Was es ist
von Isabel · 18. Juni 2026 · Kunst, Musik & Kultur
Leute fragen ob Flamenco immer so dramatisch ist. Isabel erklärt: Flamenco ist ein Gespräch zwischen Klang und Stille. Die Hälfte des Tanzes ist was nicht passiert. Es ist eine Sprache die sich im Sprechen verändert. Sie hat noch nie zweimal dieselbe Stunde gegeben.
Was Leute fragen wenn sie herausfinden was ich mache: ist Flamenco immer so dramatisch? Die Frage kommt mit einer Vorstellung im Kopf — das Kleid, das Stampfen, der Ausdruck absoluten Leidens. Diese Version existiert. Sie ist nicht falsch. Aber es ist ein Zimmer in einem sehr großen Gebäude von dem die meisten Leute nie die Innenseite sehen.
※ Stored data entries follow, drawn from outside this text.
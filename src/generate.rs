//! The four-artifact application-materials pipeline.
//!
//! Given resume text, a job description, and a company profile, produces
//! improvement suggestions, a reformatted LaTeX resume, a cover letter,
//! and an interview-prep sheet. Only the generative artifacts touch the
//! oracle; the reformatted resume comes from the local converter.

use serde::{Deserialize, Serialize};

use crate::convert_resume_to_latex;
use crate::error::Result;
use crate::oracle::sections::section_or_sentinel;
use crate::oracle::{prompts, CompletionOracle};

/// Categorized resume-improvement suggestions.
#[derive(Debug, Clone, Serialize, Deserialize)]
pub struct ResumeSuggestions {
    /// Language and content improvements.
    pub language_suggestions: String,

    /// Questions about items to add or highlight.
    pub inclusion_questions: String,

    /// Grammar, spelling, and formatting notes.
    pub copy_edit_suggestions: String,

    /// Overall strengths/weaknesses and fit assessment.
    pub general_summary: String,
}

/// The complete set of generated artifacts.
#[derive(Debug, Clone, Serialize, Deserialize)]
pub struct ApplicationMaterials {
    /// Resume-improvement suggestions.
    pub suggestions: ResumeSuggestions,

    /// The resume reformatted as a LaTeX document.
    pub updated_resume: String,

    /// Tailored cover letter text.
    pub cover_letter: String,

    /// Interview-preparation sheet text.
    pub interview_prep: String,
}

/// Drives the pipeline against an injected completion oracle.
pub struct MaterialsGenerator<O> {
    oracle: O,
}

impl<O: CompletionOracle> MaterialsGenerator<O> {
    /// Create a generator over an oracle.
    pub fn new(oracle: O) -> Self {
        Self { oracle }
    }

    /// Produce all four artifacts.
    pub fn generate(
        &self,
        resume_text: &str,
        job_description: &str,
        company_info: &str,
    ) -> Result<ApplicationMaterials> {
        let suggestions = self.suggestions(resume_text, job_description)?;

        log::info!("rendering updated resume");
        let updated_resume = convert_resume_to_latex(resume_text, job_description);

        log::info!("generating cover letter");
        let cover_letter = self.oracle.complete(&prompts::cover_letter(
            resume_text,
            job_description,
            company_info,
        ))?;

        log::info!("generating interview prep sheet");
        let interview_prep = self.oracle.complete(&prompts::interview_prep(
            resume_text,
            job_description,
            company_info,
        ))?;

        Ok(ApplicationMaterials {
            suggestions,
            updated_resume,
            cover_letter,
            interview_prep,
        })
    }

    /// Produce only the improvement suggestions.
    ///
    /// Sections missing from the reply are substituted with the sentinel
    /// string rather than failing the whole call.
    pub fn suggestions(
        &self,
        resume_text: &str,
        job_description: &str,
    ) -> Result<ResumeSuggestions> {
        log::info!("requesting resume suggestions");
        let reply = self
            .oracle
            .complete(&prompts::suggestions(resume_text, job_description))?;

        Ok(ResumeSuggestions {
            language_suggestions: section_or_sentinel(&reply, "language_suggestions"),
            inclusion_questions: section_or_sentinel(&reply, "inclusion_questions"),
            copy_edit_suggestions: section_or_sentinel(&reply, "copy_edit_suggestions"),
            general_summary: section_or_sentinel(&reply, "general_summary"),
        })
    }
}
//! PDF text extraction.

use std::path::Path;

use crate::error::Result;

/// Extract the text content of every page, concatenated.
pub fn extract(path: &Path) -> Result<String> {
    let text = pdf_extract::extract_text(path)?;
    Ok(text)
}
//! Extraction of named sections from oracle replies.
//!
//! Prompts instruct the oracle to wrap each part of its reply in
//! `<name>…</name>` tags. A missing section is substituted with a sentinel
//! string rather than failing the whole reply.

use regex::Regex;

use crate::error::{Error, Result};

/// Placeholder substituted for a section the oracle did not produce.
pub const MISSING_SECTION: &str = "Section not found in the response";

/// Extract the body of `<name>…</name>` from a reply, trimmed.
pub fn extract_section(text: &str, name: &str) -> Option<String> {
    let pattern = format!("(?s)<{name}>(.*?)</{name}>", name = regex::escape(name));
    let re = Regex::new(&pattern).ok()?;
    re.captures(text).map(|caps| caps[1].trim().to_string())
}

/// Extract a section, substituting [`MISSING_SECTION`] when absent.
pub fn section_or_sentinel(text: &str, name: &str) -> String {
    match extract_section(text, name) {
        Some(body) => body,
        None => {
            log::warn!("oracle reply is missing section <{name}>");
            MISSING_SECTION.to_string()
        }
    }
}

/// Extract a section, failing with [`Error::OracleSectionMissing`] when
/// absent. For callers that need the typed form instead of the sentinel.
pub fn require_section(text: &str, name: &str) -> Result<String> {
    extract_section(text, name).ok_or_else(|| Error::OracleSectionMissing(name.to_string()))
}

#[cfg(test)]
mod tests {
    use super::*;

    #[test]
    fn test_extract_section() {
        let reply = "noise <summary>\n A fine resume. \n</summary> trailing";
        assert_eq!(
            extract_section(reply, "summary").as_deref(),
            Some("A fine resume.")
        );
    }

    #[test]
    fn test_extract_section_multiline() {
        let reply = "<tips>one\ntwo\nthree</tips>";
        assert_eq!(extract_section(reply, "tips").as_deref(), Some("one\ntwo\nthree"));
    }

    #[test]
    fn test_missing_section_sentinel() {
        assert_eq!(section_or_sentinel("no tags here", "summary"), MISSING_SECTION);
    }

    #[test]
    fn test_require_section_error() {
        let err = require_section("no tags", "summary").unwrap_err();
        assert!(matches!(err, Error::OracleSectionMissing(ref name) if name == "summary"));
    }

    #[test]
    fn test_first_occurrence_wins() {
        let reply = "<s>first</s><s>second</s>";
        assert_eq!(extract_section(reply, "s").as_deref(), Some("first"));
    }
}
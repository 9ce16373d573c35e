//! LaTeX rendering for parsed resumes.
//!
//! The renderer's core guarantee: output is always a syntactically closed
//! LaTeX document, independent of how malformed the input text was. Every
//! opened environment is closed before the terminator is emitted.

use crate::model::{Block, ResumeDocument, Section};

use super::escape::escape_latex;

/// Render a resume document to a complete LaTeX document string.
pub fn to_latex(doc: &ResumeDocument) -> String {
    LatexRenderer::new().render(doc)
}

/// Document-class preamble emitted before any content.
const PREAMBLE: &str = "\\documentclass[11pt,a4paper]{article}\n\
\\usepackage[margin=1in]{geometry}\n\
\\usepackage{enumitem}\n\
\\setlist[itemize]{leftmargin=*,nosep}\n\
\\pagestyle{empty}\n\
\\newcommand{\\resumeentry}[3]{\\noindent\\textbf{#2} \\hfill #1\\\\\\textit{#3}\\vspace{4pt}}\n";

/// LaTeX renderer.
///
/// Stateless across invocations; a fresh renderer per call.
#[derive(Debug, Default)]
pub struct LatexRenderer;

impl LatexRenderer {
    /// Create a new renderer.
    pub fn new() -> Self {
        Self
    }

    /// Render a document.
    pub fn render(&self, doc: &ResumeDocument) -> String {
        let mut output = String::new();

        output.push_str(PREAMBLE);
        output.push_str("\\begin{document}\n\n");

        self.render_header(&mut output, doc);

        for block in &doc.prelude {
            self.render_block(&mut output, block);
        }

        for section in &doc.sections {
            self.render_section(&mut output, section);
        }

        output.push_str("\\end{document}\n");
        output
    }

    fn render_header(&self, output: &mut String, doc: &ResumeDocument) {
        output.push_str("\\begin{center}\n");

        if let Some((first, last)) = &doc.candidate_name {
            output.push_str(&format!(
                "{{\\LARGE \\textbf{{{} {}}}}}\\\\[4pt]\n",
                escape_latex(first),
                escape_latex(last)
            ));
        }

        // Present fields only, fixed order: email, phone, network.
        let mut fields = Vec::new();
        if let Some(email) = &doc.contact.email {
            fields.push(escape_latex(email));
        }
        if let Some(phone) = &doc.contact.phone {
            fields.push(escape_latex(phone));
        }
        if let Some(network) = &doc.contact.network {
            fields.push(format!("linkedin.com/in/{}", escape_latex(network)));
        }
        if !fields.is_empty() {
            output.push_str(&fields.join(" \\textbar{} "));
            output.push('\n');
        }

        output.push_str("\\end{center}\n\n");
    }

    fn render_section(&self, output: &mut String, section: &Section) {
        output.push_str(&format!(
            "\\section*{{{}}}\n\\hrule\\vspace{{4pt}}\n\n",
            escape_latex(&section.title)
        ));
        for block in &section.blocks {
            self.render_block(output, block);
        }
    }

    fn render_block(&self, output: &mut String, block: &Block) {
        match block {
            Block::Paragraph(text) => {
                output.push_str(text);
                output.push_str("\n\n");
            }
            Block::BulletList(items) => {
                output.push_str("\\begin{itemize}\n");
                for item in items {
                    output.push_str(&format!("  \\item {}\n", item));
                }
                output.push_str("\\end{itemize}\n\n");
            }
            Block::Entry {
                date,
                primary,
                secondary,
            } => {
                // Argument order is fixed: date, then primary, then secondary.
                output.push_str(&format!(
                    "\\resumeentry{{{}}}{{{}}}{{{}}}\n\n",
                    date, primary, secondary
                ));
            }
            Block::SubHeading(text) => {
                output.push_str(&format!("\\textbf{{{}}}\\\\\n", text));
            }
        }
    }
}
//! Per-line heuristic classification.
//!
//! Classification is an ordered cascade: section headers and bullets are
//! unambiguous lexical cues and are checked before prose; the entry-header
//! guess (short, verb-free line) is the weakest signal and is tried last,
//! just before the paragraph fallback.

use regex::Regex;

/// Classification of a single trimmed line.
#[derive(Debug, Clone, Copy, PartialEq, Eq)]
pub enum LineClass {
    /// Fully upper-case line, or a short line ending with `:`.
    SectionHeader,
    /// Line starting with `-`, `•`, or `*`.
    Bullet,
    /// Short line free of linking verbs; candidate org/date line.
    EntryHeader,
    /// Anything else.
    Paragraph,
}

/// Rule evaluation order. First match wins; [`LineClass::Paragraph`] is the
/// fallback when nothing matches.
pub const RULE_ORDER: [LineClass; 3] = [
    LineClass::SectionHeader,
    LineClass::Bullet,
    LineClass::EntryHeader,
];

/// Maximum length (in chars) for the short-header-with-colon rule.
const HEADER_MAX_LEN: usize = 40;

/// Maximum length (in chars) for the entry-header rule.
const ENTRY_MAX_LEN: usize = 50;

/// Line classifier with precompiled patterns.
#[derive(Debug)]
pub struct Classifier {
    linking_verb_re: Regex,
}

impl Classifier {
    /// Create a classifier.
    pub fn new() -> Self {
        Self {
            linking_verb_re: Regex::new(
                r"(?i)\b(is|are|was|were|have|has|had|do|does|did)\b",
            )
            .unwrap(),
        }
    }

    /// Classify one trimmed line, evaluating rules in [`RULE_ORDER`].
    pub fn classify(&self, line: &str) -> LineClass {
        for class in RULE_ORDER {
            if self.matches(class, line) {
                return class;
            }
        }
        LineClass::Paragraph
    }

    /// Evaluate a single rule's predicate in isolation.
    ///
    /// [`LineClass::Paragraph`] matches everything: it is the fallback.
    pub fn matches(&self, class: LineClass, line: &str) -> bool {
        match class {
            LineClass::SectionHeader => {
                is_fully_uppercase(line)
                    || (line.ends_with(':') && line.chars().count() < HEADER_MAX_LEN)
            }
            LineClass::Bullet => {
                line.starts_with('-') || line.starts_with('•') || line.starts_with('*')
            }
            LineClass::EntryHeader => {
                line.chars().count() < ENTRY_MAX_LEN && !self.linking_verb_re.is_match(line)
            }
            LineClass::Paragraph => true,
        }
    }
}

impl Default for Classifier {
    fn default() -> Self {
        Self::new()
    }
}

/// True when the line is made of uppercase letters and whitespace only.
///
/// Any other character (a bullet glyph, a digit, punctuation) defeats the
/// rule, so a line like `- DONE` is left for the bullet rule.
fn is_fully_uppercase(line: &str) -> bool {
    let mut has_letter = false;
    for c in line.chars() {
        if c.is_uppercase() {
            has_letter = true;
        } else if !c.is_whitespace() {
            return false;
        }
    }
    has_letter
}
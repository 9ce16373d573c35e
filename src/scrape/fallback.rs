//! Deterministic placeholder content for offline mode and fetch failures.
//!
//! When the scraping collaborator is unavailable the pipeline continues on
//! placeholder text derived only from the URL, so repeated runs produce
//! identical output.

use regex::Regex;

/// Placeholder job posting, keyed by any job id found in the URL.
pub fn job_posting(url: &str) -> String {
    let job_id = Regex::new(r"jobs/(\d+)")
        .unwrap()
        .captures(url)
        .map(|c| c[1].to_string())
        .unwrap_or_else(|| "unknown".to_string());

    format!(
        "# Job Description for position #{job_id}\n\
         \n\
         ## About the Role\n\
         \n\
         We are looking for a talented professional to join our team. This is a great opportunity to work on exciting projects and grow your career.\n\
         \n\
         ## Requirements\n\
         \n\
         - 3+ years of relevant experience\n\
         - Strong communication skills\n\
         - Bachelor's degree or equivalent practical experience\n\
         \n\
         ## Responsibilities\n\
         \n\
         - Collaborate with cross-functional teams\n\
         - Develop and implement solutions\n\
         - Contribute to team success\n\
         \n\
         ## Benefits\n\
         \n\
         - Competitive salary\n\
         - Health insurance\n\
         - Flexible work arrangements\n\
         - Professional development opportunities\n"
    )
}

/// Placeholder company profile, keyed by the host name in the URL.
pub fn company_profile(url: &str) -> String {
    let name = Regex::new(r"//(?:www\.)?([^./]+)")
        .unwrap()
        .captures(url)
        .map(|c| c[1].to_string())
        .unwrap_or_else(|| "Company".to_string());
    let name = capitalize(&name);

    format!(
        "company_description: {name} is a leading provider of innovative solutions in its industry, committed to excellence and customer satisfaction.\n\
         \n\
         products: Our flagship products include cutting-edge software solutions, consulting services, and specialized tools for professionals.\n\
         \n\
         vision: To transform the industry through innovation and technology.\n\
         \n\
         mission: Our mission is to provide exceptional products and services that exceed customer expectations and set new standards in the industry.\n\
         \n\
         philosophy: We believe in collaboration, integrity, and continuous improvement as the foundation of our work.\n\
         \n\
         values: Innovation, Excellence, Integrity, Collaboration, Customer Focus\n"
    )
}

fn capitalize(word: &str) -> String {
    let mut chars = word.chars();
    match chars.next() {
        Some(first) => first.to_uppercase().collect::<String>() + chars.as_str(),
        None => String::new(),
    }
}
Flamenco ist ein Gespräch zwischen Klang und Stille. Die Lücken zwischen den Schlägen sind genauso strukturell wie die Schläge selbst. Die Stille vor einer Bewegung ist Teil der Bewegung. Wenn man einer Tänzerin zuschaut und nur die Bewegung beobachtet, schaut man die Hälfte des Tanzes. Die andere Hälfte ist was nicht passiert.
Was er nicht ist: Hintergrund. Was er nicht ist: Dekoration. Was er nicht ist: ein festes Vokabular das man richtig oder falsch ausführt wie Tonleitern auf dem Klavier. Es ist eine Sprache die sich im Sprechen verändert. Was man sagt hängt davon ab was man fühlt, und was man fühlt hängt vom Tag ab und der Musik und den Menschen im Raum und ob man geschlafen hat und hundert anderen Dingen die nichts mit Technik zu tun haben.
Ich unterrichte seit fünf Jahren. Ich habe noch nie zweimal dieselbe Stunde gegeben. Ich bin nicht sicher ob ich das könnte.